3DFaceShop: Explicitly Controllable 3D-Aware Portrait Generation (Official Pytorch Implementation)

Project page | Paper

Junshu Tang, Bo Zhang, Binxin Yang, Ting Zhang, Dong Chen, Lizhuang Ma, and Fang Wen.

Abstract

In contrast to the traditional avatar creation pipeline which is a costly process, contemporary generative approaches directly learn the data distribution from photographs. While plenty of works extend unconditional generative models and achieve some levels of controllability, it is still challenging to ensure multi-view consistency, especially in large poses. In this work, we propose a network that generates 3D-aware portraits while being controllable according to semantic parameters regarding pose, identity, expression and illumination.
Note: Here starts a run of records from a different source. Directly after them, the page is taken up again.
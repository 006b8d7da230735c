use chrono::{DateTime, Utc};
use serde::{Deserialize, Serialize};
use std::time::Instant;
use uuid::Uuid;

use crate::accumulator::Accumulator;
use crate::metrics::SignalKind;
use crate::timeline::TimelineLog;

#[derive(Debug, Clone, Copy, Serialize, Deserialize, PartialEq, Eq)]
#[serde(rename_all = "camelCase")]
pub enum SessionStatus {
    Active,
    Finalized,
}

impl Default for SessionStatus {
    fn default() -> Self {
        SessionStatus::Active
    }
}

/// Everything one observed page owns: an accumulator per signal and the
/// timeline. Lives exactly as long as the session.
#[derive(Debug, Clone)]
pub struct SessionState {
    pub id: String,
    pub started_at: DateTime<Utc>,
    status: SessionStatus,
    /// Monotonic origin of every `captured_at_ms`.
    origin: Instant,
    accumulators: [Accumulator; 7],
    timeline: TimelineLog,
}

impl SessionState {
    pub fn new() -> Self {
        Self::starting_at(Utc::now(), Instant::now())
    }

    pub fn starting_at(started_at: DateTime<Utc>, origin: Instant) -> Self {
        Self {
            id: Uuid::new_v4().to_string(),
            started_at,
            status: SessionStatus::Active,
            origin,
            accumulators: SignalKind::ALL.map(Accumulator::new),
            timeline: TimelineLog::new(),
        }
    }

    pub fn status(&self) -> SessionStatus {
        self.status
    }

    /// Milliseconds since the session origin.
    pub fn elapsed_ms(&self) -> f64 {
        self.origin.elapsed().as_secs_f64() * 1000.0
    }

    pub fn accumulator(&self, kind: SignalKind) -> &Accumulator {
        &self.accumulators[kind.index()]
    }

    pub fn accumulator_mut(&mut self, kind: SignalKind) -> &mut Accumulator {
        &mut self.accumulators[kind.index()]
    }

    pub fn accumulators(&self) -> impl Iterator<Item = &Accumulator> {
        self.accumulators.iter()
    }

    pub fn timeline(&self) -> &TimelineLog {
        &self.timeline
    }

    pub fn timeline_mut(&mut self) -> &mut TimelineLog {
        &mut self.timeline
    }

    /// Moves `Active → Finalized`. Returns `false` if the session was
    /// already finalized; there is no way back to `Active`.
    pub fn mark_finalized(&mut self) -> bool {
        if self.status == SessionStatus::Finalized {
            return false;
        }
        self.status = SessionStatus::Finalized;
        true
    }
}

impl Default for SessionState {
    fn default() -> Self {
        Self::new()
    }
}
Our network uses neural scene representation to model 3D-aware portraits, whose generation is guided by a parametric face model that supports explicit control. While the latent disentanglement can be further enhanced by contrasting images with partially different attributes, there still exists noticeable inconsistency in non-face areas, e.g, hair and background, when animating expressions. We solve this by proposing a volume blending strategy in which we form a composite output by blending dynamic and static areas, with two parts segmented from the jointly learned semantic field. Our method outperforms prior arts in extensive experiments, producing realistic portraits with vivid expression in natural lighting when viewed from free viewpoints. It also demonstrates generalization ability to real images as well as out-of-domain data, showing great promise in real applications.

Installation

Install dependencies:

pip install -r requirements.txt
pip install -U git+https://github.com/fadel/pytorch_ema

Training requirements

Nvdiffrast. We use Nvdiffrast which is a pytorch library that provides high-performance primitive operations for rasterization-based differentiable rendering.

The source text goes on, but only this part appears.